It’s tempting to post more pictures, with the realisation that people are more likely to comment. It’s also tempting to gloss over life, and write about doo-dads only, taking into consideration that not everybody wants or likes to read about my miseries. But I did make a resolution of sorts, when I started this “new” blog, and that was to stay close to myself and be honest. And honestly, I’m tired, and upset and hard put to find something cheerful to write about.
Although claims are made that a positive approach to life is uplifting to the spirit, a smile on your face generates a happy heart, and more of such stuff. But sometimes a whinge is nice as well. A good whinge will often help me get on with things, get it over with and out of the way.
No such hopes today I think. I need me some sleep or relaxation of another kind. Especially the kind that reaches farther than skin deep. Which in my case means…… I’m not sure what it means! I guess I just need to grab the moments when they’re there, and hang on with grim determination in the moments that I feel life is just a tad overwhelming.
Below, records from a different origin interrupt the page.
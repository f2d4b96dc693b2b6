//! JSON REST API for the pyplots catalog.
//!
//! Exposes an axum [`Router`] backed by any
//! [`pyplots_core::store::CatalogQuery`]. Auth, TLS, and transport concerns
//! are the caller's responsibility.
//!
//! # Mounting
//!
//! ```rust,ignore
//! .nest("/api", pyplots_api::api_router(store.clone()))
//! ```
//!
//! The acting user for every mutation is taken from the `x-pyplots-actor`
//! header and defaults to `anonymous`.

pub mod error;
pub mod extract;
pub mod impls;
pub mod libraries;
pub mod search;
pub mod specs;

use std::{convert::Infallible, sync::Arc};

use axum::{
  Router,
  extract::FromRequestParts,
  http::request::Parts,
  routing::{get, post, put},
};
use pyplots_core::{context::CallContext, store::CatalogQuery};

pub use error::ApiError;

/// Header naming the human or agent behind a request.
pub const ACTOR_HEADER: &str = "x-pyplots-actor";

/// The caller recorded on revision events.
#[derive(Debug, Clone, PartialEq, Eq)]
pub struct Actor(pub String);

impl Actor {
  pub fn context(self) -> CallContext { CallContext::new(self.0) }
}

impl<S: Send + Sync> FromRequestParts<S> for Actor {
  type Rejection = Infallible;

  async fn from_request_parts(parts: &mut Parts, _state: &S) -> Result<Self, Self::Rejection> {
    let actor = parts
      .headers
      .get(ACTOR_HEADER)
      .and_then(|v| v.to_str().ok())
      .map(str::trim)
      .filter(|v| !v.is_empty())
      .unwrap_or("anonymous");
    Ok(Self(actor.to_owned()))
  }
}

/// Build a fully-materialised API router for `store`.
///
/// The returned `Router<()>` can be nested into any parent router regardless
/// of its own state type.
pub fn api_router<S>(store: Arc<S>) -> Router<()>
where
  S: CatalogQuery + 'static,
{
  Router::new()
    // Libraries
    .route("/libraries", get(libraries::list::<S>).post(libraries::create::<S>))
    .route("/libraries/{id}", get(libraries::get_one::<S>))
    .route("/libraries/{id}/version", put(libraries::set_version::<S>))
    // Specs
    .route("/specs", get(specs::list::<S>).post(specs::create::<S>))
    .route("/specs/by-tag", get(search::specs_by_tag::<S>))
    .route(
      "/specs/{id}",
      get(specs::get_one::<S>)
        .patch(specs::update::<S>)
        .delete(specs::delete::<S>),
    )
    // Impls
    .route("/impls", post(impls::create::<S>))
    .route("/impls/by-tag", get(search::impls_by_tag::<S>))
    .route("/impls/top", get(search::top::<S>))
    .route(
      "/impls/{id}",
      get(impls::get_one::<S>)
        .patch(impls::update::<S>)
        .delete(impls::delete::<S>),
    )
    .route("/impls/{id}/review", get(impls::review::<S>))
    // Lookup
    .route("/lookup", get(search::lookup::<S>))
    .with_state(store)
}
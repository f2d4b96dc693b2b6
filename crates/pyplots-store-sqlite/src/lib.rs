//! SQLite backend for the pyplots catalog.
//!
//! Wraps [`tokio_rusqlite`] so all database access runs on a dedicated
//! thread without blocking the async runtime. The schema is evolved by the
//! revision chain in [`schema`], applied through [`migrate::Migrator`].

mod encode;
mod store;

pub mod error;
pub mod migrate;
pub mod schema;

pub use error::{Error, Result};
pub use migrate::{describe_schema, Migrator, SchemaDescription};
pub use store::SqliteStore;

#[cfg(test)]
mod tests;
Wish I wasn’t so overwhelmed by the mundane though. We missed a parent/teacher evening last night and I’m feeling guilt ridden, lowly, humiliated and like a really screwed up mom. Guilt having the overhand right now! I feel like we’ve proven ourselves to be total cockups as far as parenthood is concerned, and missing this meeting just proves the point even more. This is me getting upset over the mundane.
Ah well. Enough of the whinging. Oh no wait. I’d like to mention that my daughter was home sick again. Though when I came home she looked at me and wondered which one of us was feeling worse….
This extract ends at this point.